第96章 稳住(第2页)
原物不能动。
婴儿血衣来得太蹊跷,兰不归又明说不许交给沈烈。我若真把血衣交出去,先不说沈烈会不会立刻北上,兰不归第一个就能让我以后再也见不到真账。
但一点拓影可以用。
用来让沈烈知道,我不是在京城喝茶娶公主。
我是真查到了旧案的骨头。
只是这骨头上还带着毒,不能随便递到他手里。
阿六凑过来看了一眼,吓得往后一缩。
“公子,这不是那件血衣的……”
我瞥他。
他立刻闭嘴,压低声音:“小的什么都没看见。”
“看见也没用。”我把拓影折好,“这东西你敢往外说,明日你就会被人装进麻袋里,后日沈烈和清账会各派一拨人来问你,问完以后,刑部仵作都未必能拼得齐你。
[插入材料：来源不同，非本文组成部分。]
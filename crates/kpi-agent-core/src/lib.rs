//! KPI Agent — Core library.
//! Request validation, the authenticated upstream call, response schema, chart metrics
//! and the conversation state machine behind the gateway and the chat client.

pub mod config;
pub mod conversation;
pub mod error;
pub mod metrics;
pub mod request;
pub mod schema;
pub mod service;
pub mod upstream;

pub use config::{BasicCredential, GatewayConfig};
pub use conversation::{
    AgentMessage, AgentStatus, Conversation, ConversationError, ConversationSession, Message,
    MessageId, Submission,
};
pub use error::{AgentError, AgentResult, ErrorKind};
pub use metrics::{derive_chart, format_delta, format_value, ChartData, MetricLabel, Reading};
pub use request::{validate_question, validate_text, QuestionEnvelope, QUESTION_REQUIRED};
pub use schema::{AgentResponse, MetricBlock, Window};
pub use service::{AgentBackend, AgentService, IngestOutcome};
pub use upstream::{UpstreamBody, UpstreamClient};

pub fn version() -> &'static str {
    env!("CARGO_PKG_VERSION")
}
//! Error taxonomy for the KPI agent pipeline.

use thiserror::Error;

/// Result type alias for agent operations
pub type AgentResult<T> = Result<T, AgentError>;

/// Coarse class of an [`AgentError`], used for logging and HTTP mapping.
#[derive(Debug, Clone, Copy, PartialEq, Eq)]
pub enum ErrorKind {
    /// Bad inbound request; the caller can retry with corrected input.
    Validation,
    /// A required setting is missing or malformed.
    Configuration,
    /// Network failure, non-2xx status, or deadline exceeded.
    UpstreamTransport,
    /// The upstream answered but not in the expected shape.
    SchemaViolation,
}

/// Errors that can occur between the inbound request and the normalized answer.
#[derive(Error, Debug)]
pub enum AgentError {
    #[error("{0}")]
    Validation(String),

    #[error("Configuration error: {0}")]
    Configuration(String),

    #[error("Upstream timed out after {after_ms} ms")]
    Timeout { after_ms: u64 },

    /// Non-success status. `message` is the response body, or `HTTP <status>` when it was empty.
    #[error("{message}")]
    UpstreamStatus { status: u16, message: String },

    #[error("Upstream request failed: {0}")]
    Transport(String),

    /// The caller stopped waiting before the upstream answered.
    #[error("Request cancelled before the agent answered")]
    Cancelled,

    #[error("Invalid agent response (schema): {0}")]
    SchemaViolation(String),
}

impl AgentError {
    pub fn kind(&self) -> ErrorKind {
        match self {
            AgentError::Validation(_) => ErrorKind::Validation,
            AgentError::Configuration(_) => ErrorKind::Configuration,
            AgentError::Timeout { .. }
            | AgentError::UpstreamStatus { .. }
            | AgentError::Transport(_)
            | AgentError::Cancelled => ErrorKind::UpstreamTransport,
            AgentError::SchemaViolation(_) => ErrorKind::SchemaViolation,
        }
    }

    pub fn is_timeout(&self) -> bool {
        matches!(self, AgentError::Timeout { .. })
    }

    /// HTTP status the gateway answers with. Only validation failures are the caller's fault.
    pub fn status_code(&self) -> u16 {
        match self.kind() {
            ErrorKind::Validation => 400,
            _ => 502,
        }
    }
}

impl From<reqwest::Error> for AgentError {
    fn from(err: reqwest::Error) -> Self {
        AgentError::Transport(err.to_string())
    }
}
”
阿六脸都白了。
“公子,小的嘴严。”
我点头。
“你最好严得像户部的账。”
阿六愣了一下,觉得这话不像好话,但又不敢问。
我取出一张空白小笺,蘸墨写了几行字。
西南缺页尚未齐。
钱荣已死,临终吐清账会。
季六认门,兰氏未死,婴衣非我。
旧账在户部另起。
父若动兵,真账必断。
写完以后,我盯着最后一句看了许久。
父若动兵,真账必断。
这话很重。
重到像是在威胁沈烈。
可我不能写轻。
对沈烈这样的人,说“请父亲稍安勿躁”没有用。